WHAT THE TASK REQUIRES » Report each line of the data that has "runs" somewhere in it.

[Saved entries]
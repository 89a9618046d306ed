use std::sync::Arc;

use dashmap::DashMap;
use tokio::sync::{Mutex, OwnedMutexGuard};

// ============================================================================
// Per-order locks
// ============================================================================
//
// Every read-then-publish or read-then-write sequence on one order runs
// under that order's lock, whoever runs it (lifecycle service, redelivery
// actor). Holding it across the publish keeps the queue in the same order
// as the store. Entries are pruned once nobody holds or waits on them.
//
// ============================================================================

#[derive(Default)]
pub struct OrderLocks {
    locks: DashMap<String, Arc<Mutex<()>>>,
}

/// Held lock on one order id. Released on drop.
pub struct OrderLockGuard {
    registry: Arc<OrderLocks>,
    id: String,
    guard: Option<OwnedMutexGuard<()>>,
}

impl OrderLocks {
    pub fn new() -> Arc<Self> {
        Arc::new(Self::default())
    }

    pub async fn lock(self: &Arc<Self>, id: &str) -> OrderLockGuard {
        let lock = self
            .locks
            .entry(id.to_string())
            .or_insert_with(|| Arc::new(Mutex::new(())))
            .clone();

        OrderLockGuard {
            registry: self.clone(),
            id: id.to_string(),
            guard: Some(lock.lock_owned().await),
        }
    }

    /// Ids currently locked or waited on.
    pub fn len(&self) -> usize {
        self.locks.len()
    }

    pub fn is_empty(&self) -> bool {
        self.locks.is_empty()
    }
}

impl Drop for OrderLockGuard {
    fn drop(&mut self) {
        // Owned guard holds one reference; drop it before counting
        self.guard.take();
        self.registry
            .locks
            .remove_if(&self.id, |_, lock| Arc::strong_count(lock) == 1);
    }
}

...

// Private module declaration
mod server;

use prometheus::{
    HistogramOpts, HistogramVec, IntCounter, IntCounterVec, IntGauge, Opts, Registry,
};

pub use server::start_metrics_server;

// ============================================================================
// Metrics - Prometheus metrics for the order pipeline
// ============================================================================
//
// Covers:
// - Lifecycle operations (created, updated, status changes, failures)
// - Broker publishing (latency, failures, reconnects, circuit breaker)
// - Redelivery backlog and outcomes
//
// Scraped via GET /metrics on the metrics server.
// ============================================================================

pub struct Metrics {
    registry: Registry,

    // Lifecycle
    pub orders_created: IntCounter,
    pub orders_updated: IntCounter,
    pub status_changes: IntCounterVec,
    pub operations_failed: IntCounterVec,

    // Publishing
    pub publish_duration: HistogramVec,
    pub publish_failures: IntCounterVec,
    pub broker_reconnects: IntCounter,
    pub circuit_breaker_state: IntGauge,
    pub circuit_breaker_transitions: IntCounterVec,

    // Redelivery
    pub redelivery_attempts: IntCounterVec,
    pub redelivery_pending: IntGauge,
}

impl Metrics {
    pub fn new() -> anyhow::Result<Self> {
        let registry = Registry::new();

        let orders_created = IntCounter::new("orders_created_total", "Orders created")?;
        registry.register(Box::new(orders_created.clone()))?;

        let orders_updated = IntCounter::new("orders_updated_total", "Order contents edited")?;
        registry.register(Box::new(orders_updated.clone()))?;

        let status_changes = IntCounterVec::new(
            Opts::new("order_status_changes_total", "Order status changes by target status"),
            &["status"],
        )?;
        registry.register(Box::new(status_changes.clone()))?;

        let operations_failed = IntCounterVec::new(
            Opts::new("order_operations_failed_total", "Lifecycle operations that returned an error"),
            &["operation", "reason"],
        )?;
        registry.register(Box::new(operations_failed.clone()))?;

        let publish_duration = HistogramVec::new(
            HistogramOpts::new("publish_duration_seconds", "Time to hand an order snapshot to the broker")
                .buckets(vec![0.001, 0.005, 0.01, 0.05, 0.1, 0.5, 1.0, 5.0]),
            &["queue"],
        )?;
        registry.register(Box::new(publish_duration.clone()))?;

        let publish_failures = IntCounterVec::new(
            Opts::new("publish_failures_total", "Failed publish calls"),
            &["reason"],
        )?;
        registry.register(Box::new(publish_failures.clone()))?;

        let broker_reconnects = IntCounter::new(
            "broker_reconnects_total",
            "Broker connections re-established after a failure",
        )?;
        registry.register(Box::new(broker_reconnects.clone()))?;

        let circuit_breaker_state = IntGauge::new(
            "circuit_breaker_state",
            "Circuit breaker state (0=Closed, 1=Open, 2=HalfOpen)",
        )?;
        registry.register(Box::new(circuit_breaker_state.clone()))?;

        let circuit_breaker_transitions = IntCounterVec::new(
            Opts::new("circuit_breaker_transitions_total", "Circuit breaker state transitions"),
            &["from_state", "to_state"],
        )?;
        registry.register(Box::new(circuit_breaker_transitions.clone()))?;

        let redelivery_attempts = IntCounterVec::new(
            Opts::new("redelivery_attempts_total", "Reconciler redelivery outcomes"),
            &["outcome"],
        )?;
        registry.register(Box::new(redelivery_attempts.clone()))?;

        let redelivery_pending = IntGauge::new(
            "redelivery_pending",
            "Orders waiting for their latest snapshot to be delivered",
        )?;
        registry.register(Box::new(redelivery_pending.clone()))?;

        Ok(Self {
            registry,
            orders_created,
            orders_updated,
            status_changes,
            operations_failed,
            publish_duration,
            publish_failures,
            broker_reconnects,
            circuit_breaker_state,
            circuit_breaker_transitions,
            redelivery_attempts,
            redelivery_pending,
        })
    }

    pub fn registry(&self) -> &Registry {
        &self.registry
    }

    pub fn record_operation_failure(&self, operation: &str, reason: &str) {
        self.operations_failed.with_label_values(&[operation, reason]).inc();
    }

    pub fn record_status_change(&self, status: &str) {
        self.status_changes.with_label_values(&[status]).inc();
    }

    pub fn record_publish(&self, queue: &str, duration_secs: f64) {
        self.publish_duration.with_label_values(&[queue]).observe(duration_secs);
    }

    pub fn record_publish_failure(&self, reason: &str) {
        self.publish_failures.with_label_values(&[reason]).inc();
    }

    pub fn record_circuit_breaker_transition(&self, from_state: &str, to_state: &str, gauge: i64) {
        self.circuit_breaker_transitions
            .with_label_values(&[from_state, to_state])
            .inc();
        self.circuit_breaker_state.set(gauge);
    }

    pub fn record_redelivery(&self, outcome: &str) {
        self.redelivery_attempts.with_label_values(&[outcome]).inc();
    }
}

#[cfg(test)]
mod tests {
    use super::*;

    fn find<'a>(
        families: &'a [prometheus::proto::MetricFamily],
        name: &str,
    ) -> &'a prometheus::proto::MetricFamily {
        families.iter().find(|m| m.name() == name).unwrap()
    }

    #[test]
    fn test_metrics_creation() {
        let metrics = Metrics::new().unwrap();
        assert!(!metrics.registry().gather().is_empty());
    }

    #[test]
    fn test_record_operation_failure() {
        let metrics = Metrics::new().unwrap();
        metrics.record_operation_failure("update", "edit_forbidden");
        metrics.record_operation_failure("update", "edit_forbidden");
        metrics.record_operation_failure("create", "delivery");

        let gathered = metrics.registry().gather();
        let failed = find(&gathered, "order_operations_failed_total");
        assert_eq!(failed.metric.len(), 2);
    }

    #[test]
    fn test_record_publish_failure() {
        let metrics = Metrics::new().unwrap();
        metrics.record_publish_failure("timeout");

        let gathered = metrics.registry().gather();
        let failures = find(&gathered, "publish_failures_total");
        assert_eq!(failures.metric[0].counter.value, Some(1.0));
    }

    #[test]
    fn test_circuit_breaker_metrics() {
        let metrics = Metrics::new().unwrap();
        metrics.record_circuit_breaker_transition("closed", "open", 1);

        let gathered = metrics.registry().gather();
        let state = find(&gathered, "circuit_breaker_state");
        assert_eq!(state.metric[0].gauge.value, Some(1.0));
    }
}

RESPONSE »
// Every read-then-publish or read-then-write sequence on one order runs
// under that order's lock, whoever runs it (lifecycle service, redelivery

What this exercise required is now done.